What is required
The entries below are to be reproduced in full, exactly as written.

Start of Available records

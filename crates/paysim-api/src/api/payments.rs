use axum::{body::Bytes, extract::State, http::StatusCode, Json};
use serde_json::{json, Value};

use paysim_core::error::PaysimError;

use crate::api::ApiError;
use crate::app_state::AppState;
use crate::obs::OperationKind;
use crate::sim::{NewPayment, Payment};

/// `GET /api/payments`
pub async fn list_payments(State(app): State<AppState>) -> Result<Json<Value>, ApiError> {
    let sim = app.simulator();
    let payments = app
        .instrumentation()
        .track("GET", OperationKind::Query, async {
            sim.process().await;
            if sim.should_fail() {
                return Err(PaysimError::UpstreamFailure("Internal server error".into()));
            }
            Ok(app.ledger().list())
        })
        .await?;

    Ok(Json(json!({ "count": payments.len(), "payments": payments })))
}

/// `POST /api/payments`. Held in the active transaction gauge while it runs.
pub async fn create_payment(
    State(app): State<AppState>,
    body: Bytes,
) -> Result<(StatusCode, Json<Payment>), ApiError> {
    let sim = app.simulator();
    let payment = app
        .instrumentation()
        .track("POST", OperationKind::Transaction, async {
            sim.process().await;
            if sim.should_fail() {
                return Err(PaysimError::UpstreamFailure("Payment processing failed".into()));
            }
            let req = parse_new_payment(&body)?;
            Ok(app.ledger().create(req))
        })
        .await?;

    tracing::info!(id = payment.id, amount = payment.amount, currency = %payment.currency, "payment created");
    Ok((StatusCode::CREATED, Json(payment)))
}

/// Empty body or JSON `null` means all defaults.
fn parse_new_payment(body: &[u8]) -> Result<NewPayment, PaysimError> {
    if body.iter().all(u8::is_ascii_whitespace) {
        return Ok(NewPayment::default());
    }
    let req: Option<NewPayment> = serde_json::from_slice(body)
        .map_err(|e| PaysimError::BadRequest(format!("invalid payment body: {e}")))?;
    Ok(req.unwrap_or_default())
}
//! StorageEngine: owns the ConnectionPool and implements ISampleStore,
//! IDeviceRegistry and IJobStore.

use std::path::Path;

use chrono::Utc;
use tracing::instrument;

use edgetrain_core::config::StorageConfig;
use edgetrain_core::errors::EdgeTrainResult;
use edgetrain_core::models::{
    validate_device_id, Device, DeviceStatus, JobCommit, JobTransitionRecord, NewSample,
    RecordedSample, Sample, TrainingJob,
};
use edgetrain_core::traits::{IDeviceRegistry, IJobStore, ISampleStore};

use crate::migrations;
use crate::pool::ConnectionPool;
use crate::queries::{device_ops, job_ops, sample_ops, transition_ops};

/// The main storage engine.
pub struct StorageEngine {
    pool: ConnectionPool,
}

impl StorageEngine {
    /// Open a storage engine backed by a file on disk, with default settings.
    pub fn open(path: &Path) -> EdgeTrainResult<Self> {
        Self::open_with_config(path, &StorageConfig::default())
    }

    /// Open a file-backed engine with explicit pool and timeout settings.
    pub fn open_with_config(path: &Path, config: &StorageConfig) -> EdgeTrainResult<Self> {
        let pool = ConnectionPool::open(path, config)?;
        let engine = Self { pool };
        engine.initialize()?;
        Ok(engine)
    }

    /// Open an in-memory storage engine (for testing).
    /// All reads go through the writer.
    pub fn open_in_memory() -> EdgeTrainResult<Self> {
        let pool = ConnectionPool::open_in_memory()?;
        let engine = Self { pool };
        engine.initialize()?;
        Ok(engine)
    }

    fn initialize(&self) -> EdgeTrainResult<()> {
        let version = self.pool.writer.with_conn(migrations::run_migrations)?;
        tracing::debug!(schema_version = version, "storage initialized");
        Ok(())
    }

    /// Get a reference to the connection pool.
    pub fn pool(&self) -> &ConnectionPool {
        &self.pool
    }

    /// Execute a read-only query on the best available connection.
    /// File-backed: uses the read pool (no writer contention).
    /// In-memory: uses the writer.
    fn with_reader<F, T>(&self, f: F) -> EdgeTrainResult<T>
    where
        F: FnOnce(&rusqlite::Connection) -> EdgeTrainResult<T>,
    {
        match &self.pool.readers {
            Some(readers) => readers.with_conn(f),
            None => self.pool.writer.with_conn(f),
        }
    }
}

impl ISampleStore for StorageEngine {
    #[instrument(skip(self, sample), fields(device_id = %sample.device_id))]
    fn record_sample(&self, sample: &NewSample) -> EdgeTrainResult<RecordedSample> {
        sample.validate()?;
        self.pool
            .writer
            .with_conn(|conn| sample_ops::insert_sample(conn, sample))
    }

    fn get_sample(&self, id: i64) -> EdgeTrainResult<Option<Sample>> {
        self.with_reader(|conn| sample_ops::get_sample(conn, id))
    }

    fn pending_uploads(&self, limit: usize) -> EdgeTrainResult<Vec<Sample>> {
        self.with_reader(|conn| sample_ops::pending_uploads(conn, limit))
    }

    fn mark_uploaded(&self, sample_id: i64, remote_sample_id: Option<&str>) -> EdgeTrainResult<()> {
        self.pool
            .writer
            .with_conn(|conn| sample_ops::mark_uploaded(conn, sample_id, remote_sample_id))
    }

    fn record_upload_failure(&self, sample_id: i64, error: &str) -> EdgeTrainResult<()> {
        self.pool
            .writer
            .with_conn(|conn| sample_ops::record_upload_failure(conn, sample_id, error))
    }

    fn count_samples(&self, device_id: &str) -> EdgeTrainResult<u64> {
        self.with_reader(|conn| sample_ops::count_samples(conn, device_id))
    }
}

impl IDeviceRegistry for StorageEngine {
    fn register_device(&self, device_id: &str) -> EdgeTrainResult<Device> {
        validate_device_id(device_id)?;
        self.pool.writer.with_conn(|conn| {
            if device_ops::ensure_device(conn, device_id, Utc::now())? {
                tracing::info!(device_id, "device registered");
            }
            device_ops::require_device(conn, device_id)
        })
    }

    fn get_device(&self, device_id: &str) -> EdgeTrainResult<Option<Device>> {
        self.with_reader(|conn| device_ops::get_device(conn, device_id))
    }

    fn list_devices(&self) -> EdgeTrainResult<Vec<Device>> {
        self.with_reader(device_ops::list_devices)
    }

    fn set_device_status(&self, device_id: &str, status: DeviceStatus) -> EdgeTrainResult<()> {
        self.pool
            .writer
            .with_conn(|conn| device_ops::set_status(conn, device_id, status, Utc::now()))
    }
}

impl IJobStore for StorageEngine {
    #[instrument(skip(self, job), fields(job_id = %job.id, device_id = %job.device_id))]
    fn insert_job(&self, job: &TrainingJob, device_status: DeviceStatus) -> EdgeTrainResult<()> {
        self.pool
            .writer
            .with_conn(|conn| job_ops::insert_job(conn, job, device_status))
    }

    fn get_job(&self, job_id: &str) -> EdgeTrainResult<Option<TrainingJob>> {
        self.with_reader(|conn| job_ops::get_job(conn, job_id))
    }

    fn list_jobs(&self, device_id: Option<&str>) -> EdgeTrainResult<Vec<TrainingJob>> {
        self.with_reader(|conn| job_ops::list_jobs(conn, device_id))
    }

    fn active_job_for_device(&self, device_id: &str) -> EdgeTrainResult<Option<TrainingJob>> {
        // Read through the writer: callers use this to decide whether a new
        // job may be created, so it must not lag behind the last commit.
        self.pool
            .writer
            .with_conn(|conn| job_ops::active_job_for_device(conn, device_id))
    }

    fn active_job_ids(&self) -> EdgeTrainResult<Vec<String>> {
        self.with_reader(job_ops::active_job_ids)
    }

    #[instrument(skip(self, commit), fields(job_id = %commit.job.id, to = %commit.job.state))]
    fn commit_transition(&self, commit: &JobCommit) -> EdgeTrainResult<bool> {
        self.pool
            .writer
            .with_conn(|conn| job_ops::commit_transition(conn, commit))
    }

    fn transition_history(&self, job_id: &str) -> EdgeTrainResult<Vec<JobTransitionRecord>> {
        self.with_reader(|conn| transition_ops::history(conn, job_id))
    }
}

End of Available records

Task answer
filename crates/paysim-api/src/api/payments.rs
use axum::{body::Bytes, extract::State, http::StatusCode, Json};
use serde_json::{json, Value};

use paysim_core::error::PaysimError;

use crate::api::ApiError;
use crate::app_state::AppState;
use crate::obs::OperationKind;
use crate::sim::{NewPayment, Payment};

/// `GET /api/payments`
pub async fn list_payments(State(app): State<AppState>) -> Result<Json<Value>, ApiError> {
    let sim = app.simulator();
    let payments = app
        .instrumentation()
        .track("GET", OperationKind::Query, async {
            sim.process().await;
            if sim.should_fail() {
                return Err(PaysimError::UpstreamFailure("Internal server error".into()));
            }
            Ok(app.ledger().list())
        })
        .await?;

    Ok(Json(json!({ "count": payments.len(), "payments": payments })))
}

/// `POST /api/payments`. Held in the active transaction gauge while it runs.
pub async fn create_payment(
    State(app): State<AppState>,
    body: Bytes,
) -> Result<(StatusCode, Json<Payment>), ApiError> {
    let sim = app.simulator();
    let payment = app
        .instrumentation()
        .track("POST", OperationKind::Transaction, async {
            sim.process().await;
            if sim.should_fail() {
                return Err(PaysimError::UpstreamFailure("Payment processing failed".into()));
            }
            let req = parse_new_payment(&body)?;
            Ok(app.ledger().create(req))
        })
        .await?;

    tracing::info!(id = payment.id, amount = payment.amount, currency = %payment.currency, "payment created");
    Ok((StatusCode::CREATED, Json(payment)))
}

/// Empty body or JSON `null` means all defaults.
fn parse_new_payment(body: &[u8]) -> Result<NewPayment, PaysimError> {
    if body.iter().all(u8::is_ascii_whitespace) {
        return Ok(NewPayment::default());
    }
    let req: Option<NewPayment> = serde_json::from_slice(body)
        .map_err(|e| PaysimError::BadRequest(format!("invalid payment body: {e}")))?;
    Ok(req.unwrap_or_default())
}
//! StorageEngine: owns the ConnectionPool and implements ISampleStore,
//! IDeviceRegistry and IJobStore.

use std::path::Path;

use chrono::Utc;
use tracing::instrument;

use edgetrain_core::config::StorageConfig;
use edgetrain_core::errors::EdgeTrainResult;
use edgetrain_core::models::{
    validate_device_id, Device, DeviceStatus, JobCommit, JobTransitionRecord, NewSample,
    RecordedSample, Sample, TrainingJob,
};
use edgetrain_core::traits::{IDeviceRegistry, IJobStore, ISampleStore};

use crate::migrations;
use crate::pool::ConnectionPool;
use crate::queries::{device_ops, job_ops, sample_ops, transition_ops};

/// The main storage engine.
pub struct StorageEngine {
    pool: ConnectionPool,
}

impl StorageEngine {
    /// Open a storage engine backed by a file on disk, with default settings.
    pub fn open(path: &Path) -> EdgeTrainResult<Self> {
        Self::open_with_config(path, &StorageConfig::default())
    }

    /// Open a file-backed engine with explicit pool and timeout settings.
    pub fn open_with_config(path: &Path, config: &StorageConfig) -> EdgeTrainResult<Self> {
        let pool = ConnectionPool::open(path, config)?;
        let engine = Self { pool };
        engine.initialize()?;
        Ok(engine)
    }

    /// Open an in-memory storage engine (for testing).
    /// All reads go through the writer.
    pub fn open_in_memory() -> EdgeTrainResult<Self> {
        let pool = ConnectionPool::open_in_memory()?;
        let engine = Self { pool };
        engine.initialize()?;
        Ok(engine)
    }

    fn initialize(&self) -> EdgeTrainResult<()> {
        let version = self.pool.writer.with_conn(migrations::run_migrations)?;
        tracing::debug!(schema_version = version, "storage initialized");
        Ok(())
    }

    /// Get a reference to the connection pool.
    pub fn pool(&self) -> &ConnectionPool {
        &self.pool
    }

    /// Execute a read-only query on the best available connection.
    /// File-backed: uses the read pool (no writer contention).
    /// In-memory: uses the writer.
    fn with_reader<F, T>(&self, f: F) -> EdgeTrainResult<T>
    where
        F: FnOnce(&rusqlite::Connection) -> EdgeTrainResult<T>,
    {
        match &self.pool.readers {
            Some(readers) => readers.with_conn(f),
            None => self.pool.writer.with_conn(f),
        }
    }
}

impl ISampleStore for StorageEngine {
    #[instrument(skip(self, sample), fields(device_id = %sample.device_id))]
    fn record_sample(&self, sample: &NewSample) -> EdgeTrainResult<RecordedSample> {
        sample.validate()?;
        self.pool
            .writer
            .with_conn(|conn| sample_ops::insert_sample(conn, sample))
    }

    fn get_sample(&self, id: i64) -> EdgeTrainResult<Option<Sample>> {
        self.with_reader(|conn| sample_ops::get_sample(conn, id))
    }

    fn pending_uploads(&self, limit: usize) -> EdgeTrainResult<Vec<Sample>> {
        self.with_reader(|conn| sample_ops::pending_uploads(conn, limit))
    }

    fn mark_uploaded(&self, sample_id: i64, remote_sample_id: Option<&str>) -> EdgeTrainResult<()> {
        self.pool
            .writer
            .with_conn(|conn| sample_ops::mark_uploaded(conn, sample_id, remote_sample_id))
    }

    fn record_upload_failure(&self, sample_id: i64, error: &str) -> EdgeTrainResult<()> {
        self.pool
            .writer
            .with_conn(|conn| sample_ops::record_upload_failure(conn, sample_id, error))
    }

    fn count_samples(&self, device_id: &str) -> EdgeTrainResult<u64> {
        self.with_reader(|conn| sample_ops::count_samples(conn, device_id))
    }
}

impl IDeviceRegistry for StorageEngine {
    fn register_device(&self, device_id: &str) -> EdgeTrainResult<Device> {
        validate_device_id(device_id)?;
        self.pool.writer.with_conn(|conn| {
            if device_ops::ensure_device(conn, device_id, Utc::now())? {
                tracing::info!(device_id, "device registered");
            }
            device_ops::require_device(conn, device_id)
        })
    }

    fn get_device(&self, device_id: &str) -> EdgeTrainResult<Option<Device>> {
        self.with_reader(|conn| device_ops::get_device(conn, device_id))
    }

    fn list_devices(&self) -> EdgeTrainResult<Vec<Device>> {
        self.with_reader(device_ops::list_devices)
    }

    fn set_device_status(&self, device_id: &str, status: DeviceStatus) -> EdgeTrainResult<()> {
        self.pool
            .writer
            .with_conn(|conn| device_ops::set_status(conn, device_id, status, Utc::now()))
    }
}

impl IJobStore for StorageEngine {
    #[instrument(skip(self, job), fields(job_id = %job.id, device_id = %job.device_id))]
    fn insert_job(&self, job: &TrainingJob, device_status: DeviceStatus) -> EdgeTrainResult<()> {
        self.pool
            .writer
            .with_conn(|conn| job_ops::insert_job(conn, job, device_status))
    }

    fn get_job(&self, job_id: &str) -> EdgeTrainResult<Option<TrainingJob>> {
        self.with_reader(|conn| job_ops::get_job(conn, job_id))
    }

    fn list_jobs(&self, device_id: Option<&str>) -> EdgeTrainResult<Vec<TrainingJob>> {
        self.with_reader(|conn| job_ops::list_jobs(conn, device_id))
    }

    fn active_job_for_device(&self, device_id: &str) -> EdgeTrainResult<Option<TrainingJob>> {
        // Read through the writer: callers use this to decide whether a new
        // job may be created, so it must not lag behind the last commit.
        self.pool
            .writer
            .with_conn(|conn| job_ops::active_job_for_device(conn, device_id))
    }

    fn active_job_ids(&self) -> EdgeTrainResult<Vec<String>> {
        self.with_reader(job_ops::active_job_ids)
    }

    #[instrument(skip(self, commit), fields(job_id = %commit.job.id, to = %commit.job.state))]
    fn commit_transition(&self, commit: &JobCommit) -> EdgeTrainResult<bool> {
        self.pool
            .writer
            .with_conn(|conn| job_ops::commit_transition(conn, commit))
    }

    fn transition_history(&self, job_id: &str) -> EdgeTrainResult<Vec<JobTransitionRecord>> {
        self.with_reader(|conn| transition_ops::history(conn, job_id))
    }
}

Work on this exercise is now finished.